The report The State of Mental Health and Aging in America by the Centers for Disease Control and Prevention (CDC) and National Association of Chronic Disease Directors (NACDD) notes an estimated 20 percent of people 55 years of age and older experience some type of mental health concern. Some of the most common conditions include anxiety, severe cognitive impairment, and mood disorders like depression and bipolar disorder.
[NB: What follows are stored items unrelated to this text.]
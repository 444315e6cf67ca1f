//! Service Screen - the driving side of the application.
//!
//! Turns user intents into controller calls and renders the current snapshot
//! as a [`ScreenTree`]. Rendering is a pure function of the snapshot and the
//! screen options.

use std::sync::Arc;

use chrono::{Datelike, Utc};
use tracing::{debug, instrument};

use crate::{
    application::{
        ports::ConfirmationPresenter,
        services::SyncController,
        view::{CONFIRMATION_MESSAGE, ScreenTree},
    },
    domain::{NewService, ServiceId, Theme, Viewport, seed_catalog},
    error::DeckResult,
};

/// User intents the screen handles.
#[derive(Debug, Clone, PartialEq, Eq)]
pub enum UiEvent {
    /// Screen appeared; load the collection.
    Mount,
    /// "Get Started" pressed.
    PressPrimary,
    /// "Learn More" pressed.
    PressSecondary,
    /// A service card was tapped.
    SelectCard(ServiceId),
}

#[derive(Debug, Clone, Copy, PartialEq, Eq)]
pub struct ScreenOptions {
    pub theme: Theme,
    pub viewport: Viewport,
    /// Year shown in the footer copyright line.
    pub year: i32,
}

impl Default for ScreenOptions {
    fn default() -> Self {
        Self {
            theme: Theme::default(),
            viewport: Viewport::default(),
            year: Utc::now().year(),
        }
    }
}

pub struct ServiceScreen {
    controller: Arc<SyncController>,
    presenter: Arc<dyn ConfirmationPresenter>,
    catalog: Vec<NewService>,
    options: ScreenOptions,
}

impl ServiceScreen {
    /// Create a screen seeding the built-in catalog on "Learn More".
    pub fn new(
        controller: Arc<SyncController>,
        presenter: Arc<dyn ConfirmationPresenter>,
        options: ScreenOptions,
    ) -> Self {
        Self {
            controller,
            presenter,
            catalog: seed_catalog(),
            options,
        }
    }

    /// Replace the records "Learn More" creates.
    pub fn with_catalog(mut self, catalog: Vec<NewService>) -> Self {
        self.catalog = catalog;
        self
    }

    /// Handle one user intent.
    #[instrument(skip(self))]
    pub async fn dispatch(&self, event: UiEvent) -> DeckResult<()> {
        match event {
            UiEvent::Mount => {
                self.controller.refresh().await?;
            }
            UiEvent::PressPrimary => {
                self.presenter.show(CONFIRMATION_MESSAGE).await?;
            }
            UiEvent::PressSecondary => {
                self.controller.seed(&self.catalog).await?;
            }
            UiEvent::SelectCard(id) => {
                self.controller.remove(&id).await?;
            }
        }
        debug!("Event handled");
        Ok(())
    }

    /// Render the current snapshot.
    pub fn render(&self) -> DeckResult<ScreenTree> {
        let services = self.controller.services()?;
        Ok(ScreenTree::build(
            &services,
            self.options.theme,
            self.options.viewport,
            self.options.year,
        ))
    }

    pub fn controller(&self) -> &Arc<SyncController> {
        &self.controller
    }

    pub fn options(&self) -> ScreenOptions {
        self.options
    }

    pub fn catalog(&self) -> &[NewService] {
        &self.catalog
    }
}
Furthermore, suicide is reported at an alarming rate among seniors as a result of mental health issues. The suicide rate among men 85 years of age and older is 45.23 per 100,000, compared to the overall rate of 11.01 per 100,000 for all ages. The study also notes that many adults 65 years of age and older report that they “rarely” or “never” receive the social and emotional support they need to manage their mental health. But social support is actually key in helping to reduce mental health issues among seniors.
The report defines the functions that social support provides — emotional support (such as sharing problems or simply venting emotions), informational support (such as offering guidance or advice), and instrumental support (such as giving a senior a ride or helping with the upkeep of their home). These small efforts by family, loved ones, friends, and neighbors can make a great deal of difference in the lives of seniors who may be experiencing mental health issues such as depression
In fact, the National Institute of Mental Health website states that the “impact of depression on health in older adults can be severe: much research has reported that depression is associated with worse health in people with conditions like heart disease, diabetes, and stroke.” The site goes on to report that depression can make the treatment of these conditions more complicated, including making it more challenging for those experiencing depression to care for themselves or to seek the treatment they need.
The organization notes the following warning signs may be an indication of a mental health issue:
• Noticeable changes in mood, energy level, or appetite
• Difficulty sleeping or sleeping too much
• Difficulty concentrating
• Feeling stressed
• Increased worry
• Anger, irritability, or aggressiveness
• Ongoing headaches, digestive issues, or pain
• Thoughts or behaviors that interfere with work, family, or social life
• Suicidal thoughts, or unusual thinking or behaviors that concern others
Fellowship Square advises seniors or their caregivers to pay attention to how they are feeling or acting, particularly if these feelings or actions seem unusual or out of character. It’s important that seniors get the proper care for any mental health concerns as soon as possible.